Abstract

In this paper we briefly review the rock mechanics works carried out to analyse the stability of an old room and pillar hematite mine. Field work was initially carried out to recover a good number of discontinuity data, also a number of rock samples for lab testing were collected. UCS and triaxial tests were performed and rock masses were characterized in order to estimate rock, pillar and rock mass properties. Room stability and pillar strength and stability studies were carried out in all the relevant areas of the mine to find out a general good level of stability. Only in a location of the mine incipient instability problems were detected. Simplified stabilization methods were proposed, analysed and implemented, including the construction of a timber crib and the perimeter cabling of not-so-stable pillars in order to avoid rock-fall and progressive failure and to slightly increase pillar strength, as demonstrated by means of numerical approaches.

1 Mine Characterization

The studied case involves an old underground room and pillar mine where a hematite rich bed of Cambrian age is exploited. The mine follows the stratum dip of around 15° and rooms are located around the main gallery. The ore rock mass present bedding and other four joint sets- which are perpendicular two by two (Fig. 1). Once largely fractured, the rock suffered a near to metamorphism process that reassembled the rock mass and re-glued faults and joints, producing a good quality rock mass (RMR=70).

An exhaustive laboratory program which involved UCS and triaxial strength tests with strain measurement was planned to characterize the rocks that exist in the mine (hematite ore and dolomite on the walls) obtaining the most relevant parameters of strength and deformability as well as other important index properties (density, joint friction angle…). All these parameters of the intact rock are presented in Table 1.

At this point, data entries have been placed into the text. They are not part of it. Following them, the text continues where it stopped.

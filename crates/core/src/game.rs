//! Top-level simulation driver.
//! This module exists to own the world, the turn schedule and the random source together.
//! It does not own per-system rules; those live in the submodules and take the world explicitly.

use crate::config::SimConfig;
use crate::dice::{Dice, SeededDice};
use crate::snapshot::{SNAPSHOT_FORMAT_VERSION, Snapshot};
use crate::state::{Actor, AiRecord, DeathPolicy, Fighter, Item, Map, World};
use crate::types::*;

mod advance;
pub mod ai;
mod bootstrap;
pub mod combat;
pub mod effects;
mod hash;
pub mod items;
pub mod noise;
pub mod pathfinding;
pub mod perception;
mod player;
pub mod schedule;
#[cfg(test)]
pub(crate) mod test_support;

pub use schedule::{BucketReport, Schedule, TurnResult};

pub struct Game {
    seed: u64,
    dice: SeededDice,
    world: World,
    schedule: Schedule<EntityId>,
    // Set when the scheduler yielded on the player; cleared by `player_act`.
    awaiting_player: bool,
}

impl Game {
    pub fn new(seed: u64, map: Map, config: SimConfig) -> Self {
        Self {
            seed,
            dice: SeededDice::new(seed),
            world: World::new(map, config),
            schedule: Schedule::new(),
            awaiting_player: false,
        }
    }

    pub fn seed(&self) -> u64 {
        self.seed
    }

    pub fn current_tick(&self) -> u64 {
        self.schedule.now()
    }

    pub fn world(&self) -> &World {
        &self.world
    }

    /// Direct access for tools and tests that set up scenarios by hand.
    pub fn world_mut(&mut self) -> &mut World {
        &mut self.world
    }

    pub fn schedule(&self) -> &Schedule<EntityId> {
        &self.schedule
    }

    pub fn player_id(&self) -> Option<EntityId> {
        self.world.player_id
    }

    pub fn outcome(&self) -> Option<RunOutcome> {
        self.world.outcome
    }

    pub fn is_awaiting_player(&self) -> bool {
        self.awaiting_player
    }

    pub fn log(&self) -> &[LogEvent] {
        &self.world.events
    }

    pub fn messages(&self) -> &[Narration] {
        self.world.messages.entries()
    }

    pub fn drain_messages(&mut self) -> Vec<Narration> {
        self.world.messages.drain()
    }

    pub fn actor(&self, id: EntityId) -> Result<&Actor, GameError> {
        self.world.actors.get(id).ok_or(GameError::UnknownActor)
    }

    pub fn snapshot(&self) -> Snapshot {
        Snapshot {
            format_version: SNAPSHOT_FORMAT_VERSION,
            seed: self.seed,
            dice_draws: self.dice.draws(),
            awaiting_player: self.awaiting_player,
            world: self.world.clone(),
            schedule: self.schedule.clone(),
        }
    }

    /// Rebuilds a game from a snapshot, resuming the random stream where it stopped.
    pub fn from_snapshot(snapshot: Snapshot) -> Self {
        let mut world = snapshot.world;
        world.recompute_combat_cache();
        Self {
            seed: snapshot.seed,
            dice: SeededDice::resume(snapshot.seed, snapshot.dice_draws),
            world,
            schedule: snapshot.schedule,
            awaiting_player: snapshot.awaiting_player,
        }
    }

    fn refresh_player_fov(&mut self) {
        let Some(player) = self.world.player() else {
            return;
        };
        let origin = player.pos;
        let radius = self.world.config.fov_radius;
        perception::compute_fov(&mut self.world.map, origin, radius);
    }
}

Using the above mentioned RMR, the characterization of the intact rock performed in the laboratory and the software RocLab (Rocscience, 2011), a characterization of the rock masses in terms of strength and deformability was also performed. But the emphasis should be placed in the pillar scale, once the failure criterion was obtained for both the rock (upper limit) and the rock mass (lower limit), one can interpolate between these limits and obtain the failure criterion for the pillars.